Entre trabalhar num lixão e estudar, Cassiano Oliveira, 29 anos, escolheu os dois. Catando materiais recicláveis desde os 10 anos de idade no que, à época, era o lixão de Passira, no Agreste pernambucano, ele encontrou, junto à família, uma fonte de renda e,do lugar mais inóspito, a inspiração que precisava para estudar. O garoto que na adolescência era chamado de ‘rato do lixo’ agora quer ser conhecido como professor de ciências biológicas.
“A gente passava certa dificuldade por conta de falta de emprego. No lixo, era só ter a coragem de trabalhar, material tinha sobrando. Foi a partir daí que as coisas começaram a ficar melhores para a gente”, conta Cassiano com orgulho sobre o tempo que coletava materiais recicláveis.
As idas ao lixão de Passira com a família começaram quando ele ainda tinha 10 anos. “Eu gostava de estudar e gostava muito do lixão. A gente arrumava brinquedos, livros… Tenho até hoje alguns que achei”.
Até conquistar, neste ano de 2023, o segundo lugar na classificação para o curso de licenciatura em ciências biológicas da Universidade Federal de Pernambuco, o núcleo familiar de Oliveira, formado por um irmão, seu pai e sua mãe, jamais tinha visto alguém de casa ir a uma universidade.
“Meu pai começou a ir pro lixão de Passira todos os dias. A gente morava em Cumaru, mas não tinha emprego. Eram 19 quilômetros de distância de bicicleta. Em 2004, ele resolveu levar a família, e passamos a morar em Passira. Meu irmão e eu, quando não estávamos na escola, estávamos no lixão. Papai sempre disse para a gente estudar: ‘Se não quiser estudar, vai trabalhar’, dizia ele”, relembra o jovem.
Até chegar à UFPE, foram sucessivas provas do Exame Nacional do Ensino Médio, dias a fio estudando pelo celular e muita vontade de conquistar uma vaga.
“Quando comecei o ensino médio fui conversar com papai, porque começava a ter ensino integral.

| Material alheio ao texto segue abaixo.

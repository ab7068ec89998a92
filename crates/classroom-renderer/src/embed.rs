//! Attachment preview resolution
//!
//! Classifies an attachment into the way it can be previewed inline (iframe,
//! image, audio) and computes the canonical embeddable URL. Classification is
//! an ordered chain of [`EmbedRule`]s; the first rule that matches decides.
//!
//! Resolution is pure pattern matching over the URL, title and declared type.
//! Nothing is fetched.

use regex::Regex;
use serde::Serialize;
use std::sync::LazyLock;

use crate::types::{Attachment, AttachmentType};

/// Not anchored to a host: any URL with a `v/` or `embed/` segment followed
/// by an 11 character id matches too.
pub static VIDEO_HOST_RE: LazyLock<Regex> = LazyLock::new(|| {
    Regex::new(r"^.*(youtu.be/|v/|u/\w/|embed/|watch\?v=|&v=)([^#&?]*).*").unwrap()
});

pub static CLOUD_FILE_RE: LazyLock<Regex> = LazyLock::new(|| {
    Regex::new(r"drive\.google\.com/(?:file/d/|open\?id=)([a-zA-Z0-9_-]+)").unwrap()
});

pub static CLOUD_DOCUMENT_RE: LazyLock<Regex> = LazyLock::new(|| {
    Regex::new(r"docs\.google\.com/(?:document|presentation|spreadsheets)/d/([a-zA-Z0-9_-]+)")
        .unwrap()
});

static IMAGE_EXTENSION_RE: LazyLock<Regex> =
    LazyLock::new(|| Regex::new(r"(?i)\.(png|jpg|jpeg|gif|webp|svg)$").unwrap());

static AUDIO_EXTENSION_RE: LazyLock<Regex> = LazyLock::new(|| Regex::new(r"(?i)\.mp3$").unwrap());

/// Video identifiers on the video host are always this many characters.
pub const VIDEO_ID_LEN: usize = 11;

pub const VIDEO_EMBED_BASE: &str = "https://www.youtube.com/embed/";
pub const CLOUD_FILE_BASE: &str = "https://drive.google.com/file/d/";

#[derive(Debug, Clone, Copy, PartialEq, Eq, Hash, Serialize)]
#[serde(rename_all = "lowercase")]
pub enum EmbedKind {
    Iframe,
    Image,
    Audio,
    /// No inline preview. Callers offer an "open externally" link instead.
    Unsupported,
}

impl EmbedKind {
    pub fn as_str(&self) -> &'static str {
        match self {
            EmbedKind::Iframe => "iframe",
            EmbedKind::Image => "image",
            EmbedKind::Audio => "audio",
            EmbedKind::Unsupported => "unsupported",
        }
    }
}

impl std::fmt::Display for EmbedKind {
    fn fmt(&self, f: &mut std::fmt::Formatter<'_>) -> std::fmt::Result {
        f.write_str(self.as_str())
    }
}

/// How to preview an attachment and which URL to point the preview at.
#[derive(Debug, Clone, PartialEq, Eq, Hash, Serialize)]
#[serde(rename_all = "camelCase")]
pub struct EmbedDecision {
    pub kind: EmbedKind,
    pub resolved_url: String,
}

impl EmbedDecision {
    pub fn new(kind: EmbedKind, resolved_url: impl Into<String>) -> Self {
        Self {
            kind,
            resolved_url: resolved_url.into(),
        }
    }

    pub fn unsupported(url: impl Into<String>) -> Self {
        Self::new(EmbedKind::Unsupported, url)
    }

    pub fn is_previewable(&self) -> bool {
        self.kind != EmbedKind::Unsupported
    }
}

/// One step of the resolution chain.
#[derive(Debug, Clone, Copy, PartialEq, Eq, Hash)]
pub enum EmbedRule {
    /// Watch, embed and short-link video URLs with an 11 character id.
    VideoHost,
    /// `drive.google.com/file/d/<id>` and `drive.google.com/open?id=<id>`.
    /// Matches whatever the declared type is: the file service previews
    /// video, images and PDFs through the same surface.
    CloudFile,
    /// Document, presentation and spreadsheet edit links.
    CloudDocument,
    /// URL or title ends in a known image extension.
    ImageExtension,
    /// URL or title ends in `.mp3`. Ahead of [`EmbedRule::DeclaredImage`] so
    /// mis-tagged audio still plays.
    AudioExtension,
    DeclaredImage,
    /// Declared video that matched nothing above gets iframed as-is. This is
    /// a guess and the target may refuse to be framed.
    DeclaredVideo,
}

impl EmbedRule {
    pub fn apply(&self, attachment: &Attachment) -> Option<EmbedDecision> {
        let url = attachment.url.as_str();
        let title = attachment.title.as_str();
        match self {
            EmbedRule::VideoHost => {
                let caps = VIDEO_HOST_RE.captures(url)?;
                let id = caps.get(2)?.as_str();
                (id.chars().count() == VIDEO_ID_LEN).then(|| {
                    EmbedDecision::new(EmbedKind::Iframe, format!("{VIDEO_EMBED_BASE}{id}"))
                })
            }
            EmbedRule::CloudFile => {
                let id = CLOUD_FILE_RE.captures(url)?.get(1)?.as_str();
                Some(EmbedDecision::new(
                    EmbedKind::Iframe,
                    format!("{CLOUD_FILE_BASE}{id}/preview"),
                ))
            }
            EmbedRule::CloudDocument => CLOUD_DOCUMENT_RE
                .is_match(url)
                .then(|| EmbedDecision::new(EmbedKind::Iframe, canonical_document_url(url))),
            EmbedRule::ImageExtension => (IMAGE_EXTENSION_RE.is_match(url)
                || IMAGE_EXTENSION_RE.is_match(title))
            .then(|| EmbedDecision::new(EmbedKind::Image, url)),
            EmbedRule::AudioExtension => (AUDIO_EXTENSION_RE.is_match(url)
                || AUDIO_EXTENSION_RE.is_match(title))
            .then(|| EmbedDecision::new(EmbedKind::Audio, url)),
            EmbedRule::DeclaredImage => (attachment.kind == AttachmentType::Image)
                .then(|| EmbedDecision::new(EmbedKind::Image, url)),
            EmbedRule::DeclaredVideo => (attachment.kind == AttachmentType::Video)
                .then(|| EmbedDecision::new(EmbedKind::Iframe, url)),
        }
    }
}

/// Strip the `/edit` segment and anything from the query or fragment on,
/// then point at the preview surface.
fn canonical_document_url(url: &str) -> String {
    let without_edit = url.replacen("/edit", "", 1);
    let end = without_edit.find(['?', '#']).unwrap_or(without_edit.len());
    format!("{}/preview", &without_edit[..end])
}

pub const DEFAULT_RULES: &[EmbedRule] = &[
    EmbedRule::VideoHost,
    EmbedRule::CloudFile,
    EmbedRule::CloudDocument,
    EmbedRule::ImageExtension,
    EmbedRule::AudioExtension,
    EmbedRule::DeclaredImage,
    EmbedRule::DeclaredVideo,
];

/// Same as [`DEFAULT_RULES`] without the declared-video guess.
pub const STRICT_RULES: &[EmbedRule] = &[
    EmbedRule::VideoHost,
    EmbedRule::CloudFile,
    EmbedRule::CloudDocument,
    EmbedRule::ImageExtension,
    EmbedRule::AudioExtension,
    EmbedRule::DeclaredImage,
];

#[derive(Debug, Clone, Copy, PartialEq, Eq)]
pub struct Resolver {
    rules: &'static [EmbedRule],
}

impl Default for Resolver {
    fn default() -> Self {
        Self {
            rules: DEFAULT_RULES,
        }
    }
}

impl Resolver {
    pub fn strict() -> Self {
        Self {
            rules: STRICT_RULES,
        }
    }

    pub fn with_rules(rules: &'static [EmbedRule]) -> Self {
        Self { rules }
    }

    pub fn rules(&self) -> &'static [EmbedRule] {
        self.rules
    }

    /// Total: every attachment gets a decision, unsupported being the
    /// fallback with the original URL kept.
    pub fn resolve(&self, attachment: &Attachment) -> EmbedDecision {
        for rule in self.rules {
            if let Some(decision) = rule.apply(attachment) {
                tracing::debug!(
                    ?rule,
                    url = %attachment.url,
                    kind = %decision.kind,
                    "resolved attachment embed"
                );
                return decision;
            }
        }
        tracing::debug!(url = %attachment.url, "no inline preview for attachment");
        EmbedDecision::unsupported(attachment.url.as_str())
    }
}

/// Resolve with the default rule chain.
pub fn resolve(attachment: &Attachment) -> EmbedDecision {
    Resolver::default().resolve(attachment)
}

/// Whether an attachment chip opens the inline viewer rather than linking
/// out. Keyed on the declared type only; mis-tagged mp3s are declared
/// `IMAGE` and so still land in the viewer.
pub fn is_embeddable(kind: AttachmentType) -> bool {
    matches!(
        kind,
        AttachmentType::Pdf | AttachmentType::Docs | AttachmentType::Video | AttachmentType::Image
    )
}

/// Icon shown on an attachment chip.
#[derive(Debug, Clone, Copy, PartialEq, Eq, Hash, Serialize)]
#[serde(rename_all = "UPPERCASE")]
pub enum AttachmentIcon {
    Youtube,
    Zoom,
    Mp3,
    Declared(AttachmentType),
}

impl AttachmentIcon {
    pub fn for_attachment(attachment: &Attachment) -> Self {
        let url = attachment.url.as_str();
        if url.contains("youtube.com") || url.contains("youtu.be") {
            AttachmentIcon::Youtube
        } else if url.contains("zoom.us") {
            AttachmentIcon::Zoom
        } else if attachment.title.to_lowercase().ends_with(".mp3") {
            AttachmentIcon::Mp3
        } else {
            AttachmentIcon::Declared(attachment.kind)
        }
    }

    pub fn as_str(&self) -> &'static str {
        match self {
            AttachmentIcon::Youtube => "YOUTUBE",
            AttachmentIcon::Zoom => "ZOOM",
            AttachmentIcon::Mp3 => "MP3",
            AttachmentIcon::Declared(kind) => kind.as_str(),
        }
    }
}
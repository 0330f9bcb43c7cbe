use crate::calc::{self, Subject};
use crate::ipc::error::{calc_err, err, ok};
use crate::ipc::helpers;
use crate::ipc::types::{AppState, Request};
use rusqlite::OptionalExtension;
use serde_json::json;

fn handle_marks_list(state: &mut AppState, req: &Request) -> serde_json::Value {
    let Some(conn) = state.db.as_ref() else {
        return err(&req.id, "no_workspace", "select a workspace first", None);
    };

    let semester_id = match req.params.get("semesterId").and_then(|v| v.as_i64()) {
        Some(v) => v,
        None => return err(&req.id, "bad_params", "missing semesterId", None),
    };
    match helpers::semester_exists(conn, semester_id) {
        Ok(true) => {}
        Ok(false) => return err(&req.id, "not_found", "semester not found", None),
        Err(e) => return calc_err(&req.id, e),
    }

    let rows = match helpers::load_subjects(conn, semester_id) {
        Ok(v) => v,
        Err(e) => return calc_err(&req.id, e),
    };
    let scheme = match helpers::load_scheme(conn, None) {
        Ok(v) => v,
        Err(e) => return calc_err(&req.id, e),
    };

    let mut subjects = Vec::with_capacity(rows.len());
    let mut bare: Vec<Subject> = Vec::with_capacity(rows.len());
    for (mark_id, subject) in rows {
        let eval = match calc::evaluate_subject(&subject, &scheme) {
            Ok(v) => v,
            Err(e) => return calc_err(&req.id, e),
        };
        subjects.push(json!({
            "markId": mark_id,
            "subjectName": subject.subject_name.clone(),
            "credits": subject.credits,
            "marks": subject.marks,
            "assumed": subject.assumed,
            "isGraded": subject.is_graded,
            "evaluation": eval
        }));
        bare.push(subject);
    }

    let summary = match calc::semester_summary(&bare, &scheme) {
        Ok(v) => v,
        Err(e) => return calc_err(&req.id, e),
    };

    ok(
        &req.id,
        json!({
            "semesterId": semester_id,
            "subjects": subjects,
            "sgpa": calc::round_off_2_decimals(summary.sgpa),
            "creditsForGpa": summary.credits_for_gpa,
            "totalCredits": summary.total_credits
        }),
    )
}

fn handle_marks_save(state: &mut AppState, req: &Request) -> serde_json::Value {
    let Some(conn) = state.db.as_ref() else {
        return err(&req.id, "no_workspace", "select a workspace first", None);
    };

    let semester_id = match req.params.get("semesterId").and_then(|v| v.as_i64()) {
        Some(v) => v,
        None => return err(&req.id, "bad_params", "missing semesterId", None),
    };
    match helpers::semester_exists(conn, semester_id) {
        Ok(true) => {}
        Ok(false) => return err(&req.id, "not_found", "semester not found", None),
        Err(e) => return calc_err(&req.id, e),
    }

    let Some(raw_subjects) = req.params.get("subjects").and_then(|v| v.as_array()) else {
        return err(&req.id, "bad_params", "missing subjects array", None);
    };

    let mut subjects = Vec::with_capacity(raw_subjects.len());
    for (i, raw) in raw_subjects.iter().enumerate() {
        match serde_json::from_value::<Subject>(raw.clone()) {
            Ok(s) => subjects.push(s),
            Err(e) => {
                return err(
                    &req.id,
                    "bad_params",
                    format!("subjects[{}]: {}", i, e),
                    None,
                )
            }
        }
    }
    // Reject bad rows before touching the table; the replace is all or nothing.
    for s in &subjects {
        if s.credits < 0 {
            return err(
                &req.id,
                "validation_error",
                format!("subject '{}' has negative credits", s.subject_name),
                None,
            );
        }
    }

    let tx = match conn.unchecked_transaction() {
        Ok(t) => t,
        Err(e) => return err(&req.id, "db_tx_failed", e.to_string(), None),
    };

    if let Err(e) = tx.execute("DELETE FROM subject_marks WHERE semester_id = ?", [semester_id]) {
        let _ = tx.rollback();
        return err(&req.id, "db_delete_failed", e.to_string(), None);
    }

    for (i, s) in subjects.iter().enumerate() {
        let assumed_raw = match serde_json::to_string(&s.assumed) {
            Ok(v) => v,
            Err(e) => {
                let _ = tx.rollback();
                return err(&req.id, "bad_params", e.to_string(), None);
            }
        };
        let (ov_grade, ov_points) = match &s.manual_override {
            Some(ov) => (Some(ov.grade.as_str()), Some(ov.points)),
            None => (None, None),
        };
        if let Err(e) = tx.execute(
            "INSERT INTO subject_marks(semester_id, subject_name, credits,
                                       continuous_mark, midterm_mark, final_mark,
                                       assumed_marks, is_graded,
                                       overridden_grade, overridden_points, sort_order)
             VALUES(?, ?, ?, ?, ?, ?, ?, ?, ?, ?, ?)",
            (
                semester_id,
                &s.subject_name,
                s.credits,
                s.marks.continuous,
                s.marks.midterm,
                s.marks.final_exam,
                &assumed_raw,
                s.is_graded as i64,
                ov_grade,
                ov_points,
                i as i64,
            ),
        ) {
            let _ = tx.rollback();
            return err(
                &req.id,
                "db_insert_failed",
                e.to_string(),
                Some(json!({ "table": "subject_marks" })),
            );
        }
    }

    if let Err(e) = tx.commit() {
        return err(&req.id, "db_commit_failed", e.to_string(), None);
    }

    let summary = match helpers::recompute_semester(conn, semester_id) {
        Ok(v) => v,
        Err(e) => return calc_err(&req.id, e),
    };

    ok(
        &req.id,
        json!({
            "semesterId": semester_id,
            "savedSubjects": subjects.len(),
            "sgpa": calc::round_off_2_decimals(summary.sgpa),
            "creditsForGpa": summary.credits_for_gpa,
            "totalCredits": summary.total_credits
        }),
    )
}

fn handle_marks_delete(state: &mut AppState, req: &Request) -> serde_json::Value {
    let Some(conn) = state.db.as_ref() else {
        return err(&req.id, "no_workspace", "select a workspace first", None);
    };

    let mark_id = match req.params.get("markId").and_then(|v| v.as_i64()) {
        Some(v) => v,
        None => return err(&req.id, "bad_params", "missing markId", None),
    };

    let semester_id: Option<i64> = match conn
        .query_row(
            "SELECT semester_id FROM subject_marks WHERE id = ?",
            [mark_id],
            |r| r.get(0),
        )
        .optional()
    {
        Ok(v) => v,
        Err(e) => return err(&req.id, "db_query_failed", e.to_string(), None),
    };
    let Some(semester_id) = semester_id else {
        return err(&req.id, "not_found", "subject mark not found", None);
    };

    if let Err(e) = conn.execute("DELETE FROM subject_marks WHERE id = ?", [mark_id]) {
        return err(
            &req.id,
            "db_delete_failed",
            e.to_string(),
            Some(json!({ "table": "subject_marks" })),
        );
    }

    let summary = match helpers::recompute_semester(conn, semester_id) {
        Ok(v) => v,
        Err(e) => return calc_err(&req.id, e),
    };

    ok(
        &req.id,
        json!({
            "semesterId": semester_id,
            "sgpa": calc::round_off_2_decimals(summary.sgpa),
            "totalCredits": summary.total_credits
        }),
    )
}

pub fn try_handle(state: &mut AppState, req: &Request) -> Option<serde_json::Value> {
    match req.method.as_str() {
        "marks.list" => Some(handle_marks_list(state, req)),
        "marks.save" => Some(handle_marks_save(state, req)),
        "marks.delete" => Some(handle_marks_delete(state, req)),
        _ => None,
    }
}
mod calc;
mod db;
mod ipc;

use std::io::{self, BufRead, Write};

fn main() {
    // Keep this binary dependency-light for now. Use simple error mapping.
    let mut state = ipc::AppState {
        workspace: None,
        db: None,
    };

    let stdin = io::stdin();
    let mut stdout = io::stdout();

    for line in stdin.lock().lines() {
        let line = match line {
            Ok(v) => v,
            Err(_) => break,
        };
        if line.trim().is_empty() {
            continue;
        }

        let req: ipc::Request = match serde_json::from_str(&line) {
            Ok(v) => v,
            Err(e) => {
                // Can't reply without id; ignore.
                let _ = writeln!(
                    stdout,
                    "{{\"ok\":false,\"error\":{{\"code\":\"bad_json\",\"message\":\"{}\"}}}}",
                    e
                );
                let _ = stdout.flush();
                continue;
            }
        };

        let resp = ipc::handle_request(&mut state, req);
        let _ = writeln!(
            stdout,
            "{}",
            serde_json::to_string(&resp).unwrap_or_else(|_| "{\"ok\":false}".to_string())
        );
        let _ = stdout.flush();
    }
}
use crate::calc::{self, Subject};
use crate::ipc::error::{calc_err, err, ok};
use crate::ipc::helpers;
use crate::ipc::types::{AppState, Request};

fn handle_whatif_predict(state: &mut AppState, req: &Request) -> serde_json::Value {
    let Some(conn) = state.db.as_ref() else {
        return err(&req.id, "no_workspace", "select a workspace first", None);
    };

    let semester_id = match req.params.get("semesterId").and_then(|v| v.as_i64()) {
        Some(v) => v,
        None => return err(&req.id, "bad_params", "missing semesterId", None),
    };
    let target = match req.params.get("target").and_then(|v| v.as_f64()) {
        Some(v) => v,
        None => return err(&req.id, "bad_params", "missing target", None),
    };

    match helpers::semester_exists(conn, semester_id) {
        Ok(true) => {}
        Ok(false) => return err(&req.id, "not_found", "semester not found", None),
        Err(e) => return calc_err(&req.id, e),
    }

    let subjects: Vec<Subject> = match helpers::load_subjects(conn, semester_id) {
        Ok(v) => v.into_iter().map(|(_, s)| s).collect(),
        Err(e) => return calc_err(&req.id, e),
    };
    let scheme = match helpers::load_scheme(conn, None) {
        Ok(v) => v,
        Err(e) => return calc_err(&req.id, e),
    };

    match calc::solve_what_if(target, &subjects, &scheme) {
        Ok(outcome) => match serde_json::to_value(&outcome) {
            Ok(v) => ok(&req.id, v),
            Err(e) => err(&req.id, "bad_params", e.to_string(), None),
        },
        Err(e) => calc_err(&req.id, e),
    }
}

pub fn try_handle(state: &mut AppState, req: &Request) -> Option<serde_json::Value> {
    match req.method.as_str() {
        "whatif.predict" => Some(handle_whatif_predict(state, req)),
        _ => None,
    }
}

E se não fosse integral, eu não iria estudar. Ele nunca me impediu. Avisou que iria estudar durante a semana, mas no sábado o trabalho iria ser dobrado”.
Cassiano já havia conseguido uma vaga no curso de Engenharia Ambiental e Sanitária, na UEPB, mas desistiu por conta da distância e de não achar que ali conseguiria unir a teoria da sala de aula à sua prática diária com materiais recicláveis.
“Vejo que com esse curso estarei mais perto de gente com conhecimento teórico. Depois de formado, tentarei continuar a conscientizar mais a população, mostrando que é possível crescer com sustentabilidade. Tentar cada vez mais praticar a coleta seletiva, de forma prática”, planeja.
Na bagagem, Cassiano conta com a experiência não só de catador, mas também de um mandato como vereador em 2016 na cidade de Passira. Fora dos lixões, ele mantém na localidade um depósito de materiais recicláveis.
“Pego mercadoria de quem cata na rua e compro, procuro até pagar preço maior, porque comecei igual a eles. Atendo pequenos catadores e pequenas empresas de resíduos”.
As aulas começam em maio, no polo EAD da UFPE em Limoeiro, e significam muito mais do que apenas um ano letivo para Cassiano.
“Antigamente o preconceito era maior do que hoje. Já fui chamado de ‘rato do lixo’, porque trabalhava no lixão. Hoje conseguimos ‘quebrar’ mais esse preconceito e tenho orgulho de virar o jogo como referência desde a escola”.